I've had open PRs for a year now:
Very straight forward changes. Emailed Ashley about helping with wasm-pack, no response (in response to https://github.com/rustwasm/wasm-pack/issues/928)
Updates to wasm-bindgen shouldn't require a change to wasm-pack. It should expose ways to pass arbitrary flags down
While having a webpack plugin is nice, I since gave up on wasm-pack & added a build-wasm to my package.json's scripts: https://github.com/serprex/openEtG/commit/9997fb098d168920bb...
This way if someone wants to contribute to openetg they don't need to install my wasm-pack fork. Ideally wasm-pack-plugin would skip wasm-pack & use wasm-bindgen directly
I do hope wasm-bindgen is able to be adequately resourced. It's a pleasure to program wasm modules in Rust
That's almost exactly what I'd expect from an optimal compiler.
Graviton2 has 3 scalar integer ALUs, and 2 128-bit. Scalar code can do 3 intops per cycle, x4 vector code can do 8. 8/3 is +67%. Intel processors have typically 4 scalar ALUs, and 3 vector units. 12/4 = 3x.
Zen has 4 units for 128-bit vectors, though until Zen3 not all units can do all operations, so the speedup in AMD land would be 2x-8x depending on application (although code doing brief 128-bit vector work would be limited by Zen having only 1 vector write port).
Pretty sure the "equivalent" is at least 10 times slower.
AMD64 CPUs don't have SIMD instructions multiplying 64-bit integers. The wasm32::u64x2_mul WASM function must be emulated somehow. The emulation gonna take many instructions and cycles.
Theoretically, yes. Practically, I think that’s a “sufficiently smart compiler” class of problems, insanely hard to solve. Especially given that WASM is a JIT compiler, it simply doesn’t have time for expensive optimizations.
Integer SIMD is weird on AMD64. Even state of the art C++ compilers fail to emit optimal code for rather simple use cases. A trivial example is computing sum of bytes: I’m yet to see a compiler which would optimize that code into _mm_sad_epu8 / _mm_add_epi64 instructions.
Detecting every way of doing a 32-bit multiply with a 64-bit mul operator is impossible, yes. But there only needs to be one way of doing it that the compilers knows about, and then people can use that idiom.
It's not pretty, but it works. Compare the common scalar int rotate: x86 can do it in one instruction, but C doesn't have an operator for it. The way to do it in C is to use an idiom that optimizers are known to recognize.
Too much magic to my taste. If compiler will be doing that anyway, why not expose an intrinsic we can use? The SSE instruction in question is rather efficient to emulate on NEON, only takes two instructions, vmovn_u64 and vmull_u32.

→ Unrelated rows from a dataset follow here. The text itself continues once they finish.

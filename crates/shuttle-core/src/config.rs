//! ClientConfig - 接続設定
//!
//! 環境変数か JSON から読み込みます。
//!
//! | 変数 | 既定値 |
//! |---|---|
//! | `SHUTTLE_URI` | `qdb://127.0.0.1:2836` |
//! | `SHUTTLE_TIMEOUT_MS` | `60000` |
//! | `SHUTTLE_CLUSTER_PUBLIC_KEY_FILE` | なし |
//! | `SHUTTLE_USER_PRIVATE_KEY_FILE` | なし |

use std::path::PathBuf;

use serde::{Deserialize, Serialize};

pub const DEFAULT_URI: &str = "qdb://127.0.0.1:2836";
pub const DEFAULT_TIMEOUT_MS: u32 = 60_000;
/// これ未満の timeout は受け付けない
pub const MIN_TIMEOUT_MS: u32 = 1_000;

#[derive(Debug, thiserror::Error)]
pub enum ConfigError {
    #[error("invalid config json: {0}")]
    Json(#[from] serde_json::Error),

    #[error("timeout must be at least {MIN_TIMEOUT_MS}ms, got {0}ms")]
    TimeoutTooSmall(u32),

    #[error("cluster public key and user private key files must be configured together")]
    UnpairedCredentials,
}

#[derive(Debug, Clone, PartialEq, Eq, Serialize, Deserialize)]
#[serde(default)]
pub struct ClientConfig {
    pub uri: String,
    pub timeout_ms: u32,
    pub cluster_public_key_file: Option<PathBuf>,
    pub user_private_key_file: Option<PathBuf>,
}

impl Default for ClientConfig {
    fn default() -> Self {
        Self {
            uri: DEFAULT_URI.to_string(),
            timeout_ms: DEFAULT_TIMEOUT_MS,
            cluster_public_key_file: None,
            user_private_key_file: None,
        }
    }
}

impl ClientConfig {
    pub fn new(uri: impl Into<String>) -> Self {
        Self {
            uri: uri.into(),
            ..Self::default()
        }
    }

    /// 環境変数から読む。未設定・解釈できない値は既定値
    pub fn from_env() -> Self {
        Self::from_lookup(|key| std::env::var(key).ok())
    }

    fn from_lookup(lookup: impl Fn(&str) -> Option<String>) -> Self {
        let uri = lookup("SHUTTLE_URI")
            .filter(|s| !s.trim().is_empty())
            .unwrap_or_else(|| DEFAULT_URI.to_string());

        let timeout_ms = lookup("SHUTTLE_TIMEOUT_MS")
            .and_then(|s| s.parse().ok())
            .unwrap_or(DEFAULT_TIMEOUT_MS);

        let cluster_public_key_file = lookup("SHUTTLE_CLUSTER_PUBLIC_KEY_FILE").map(PathBuf::from);
        let user_private_key_file = lookup("SHUTTLE_USER_PRIVATE_KEY_FILE").map(PathBuf::from);

        Self {
            uri,
            timeout_ms,
            cluster_public_key_file,
            user_private_key_file,
        }
    }

    pub fn from_json(text: &str) -> Result<Self, ConfigError> {
        let config: Self = serde_json::from_str(text)?;
        config.validate()?;
        Ok(config)
    }

    pub fn with_credentials(
        mut self,
        cluster_public_key_file: impl Into<PathBuf>,
        user_private_key_file: impl Into<PathBuf>,
    ) -> Self {
        self.cluster_public_key_file = Some(cluster_public_key_file.into());
        self.user_private_key_file = Some(user_private_key_file.into());
        self
    }

    pub fn validate(&self) -> Result<(), ConfigError> {
        if self.timeout_ms < MIN_TIMEOUT_MS {
            return Err(ConfigError::TimeoutTooSmall(self.timeout_ms));
        }
        if self.cluster_public_key_file.is_some() != self.user_private_key_file.is_some() {
            return Err(ConfigError::UnpairedCredentials);
        }
        Ok(())
    }

    /// 両方の鍵ファイルが設定されているか
    pub fn is_secured(&self) -> bool {
        self.cluster_public_key_file.is_some() && self.user_private_key_file.is_some()
    }
}

#[cfg(test)]
mod tests {
    use super::*;
    use std::collections::HashMap;

    fn lookup(vars: &[(&str, &str)]) -> impl Fn(&str) -> Option<String> {
        let map: HashMap<String, String> = vars
            .iter()
            .map(|(k, v)| (k.to_string(), v.to_string()))
            .collect();
        move |key| map.get(key).cloned()
    }

    #[test]
    fn defaults_when_nothing_is_set() {
        let config = ClientConfig::from_lookup(lookup(&[]));
        assert_eq!(config, ClientConfig::default());
        assert_eq!(config.uri, DEFAULT_URI);
        assert!(!config.is_secured());
    }

    #[test]
    fn env_values_override_defaults() {
        let config = ClientConfig::from_lookup(lookup(&[
            ("SHUTTLE_URI", "qdb://10.0.0.7:2836"),
            ("SHUTTLE_TIMEOUT_MS", "5000"),
            ("SHUTTLE_CLUSTER_PUBLIC_KEY_FILE", "/etc/qdb/cluster.key"),
            ("SHUTTLE_USER_PRIVATE_KEY_FILE", "/etc/qdb/user.json"),
        ]));
        assert_eq!(config.uri, "qdb://10.0.0.7:2836");
        assert_eq!(config.timeout_ms, 5000);
        assert!(config.is_secured());
        assert!(config.validate().is_ok());
    }

    #[test]
    fn unparsable_timeout_falls_back() {
        let config = ClientConfig::from_lookup(lookup(&[("SHUTTLE_TIMEOUT_MS", "soon")]));
        assert_eq!(config.timeout_ms, DEFAULT_TIMEOUT_MS);
    }

    #[test]
    fn json_is_validated() {
        let config = ClientConfig::from_json(r#"{"uri": "qdb://h:1", "timeout_ms": 2000}"#).unwrap();
        assert_eq!(config.timeout_ms, 2000);

        let err = ClientConfig::from_json(r#"{"timeout_ms": 10}"#).unwrap_err();
        assert!(matches!(err, ConfigError::TimeoutTooSmall(10)));

        let err = ClientConfig::from_json(r#"{"cluster_public_key_file": "a"}"#).unwrap_err();
        assert!(matches!(err, ConfigError::UnpairedCredentials));

        assert!(matches!(ClientConfig::from_json("{"), Err(ConfigError::Json(_))));
    }
}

It’s the same about scalar code. When I need to rotate an integer, I normally use intrinsics instead of relying on the compiler to optimize the code. Recently, C++ language even added these things in their standard library, <bit> header in C++/20.
IMO, relying on such compiler optimization is fragile in the long run, for 2 reasons.
1. These are undocumented implementation details. Compiler developers don’t make any guarantees they will continue to support these things in exactly the same way.
2. Most real-life software is developed by multiple people. It’s too easy for developers to neglect comments, and slightly change the code in a way which no longer has a shortcut in the compiler.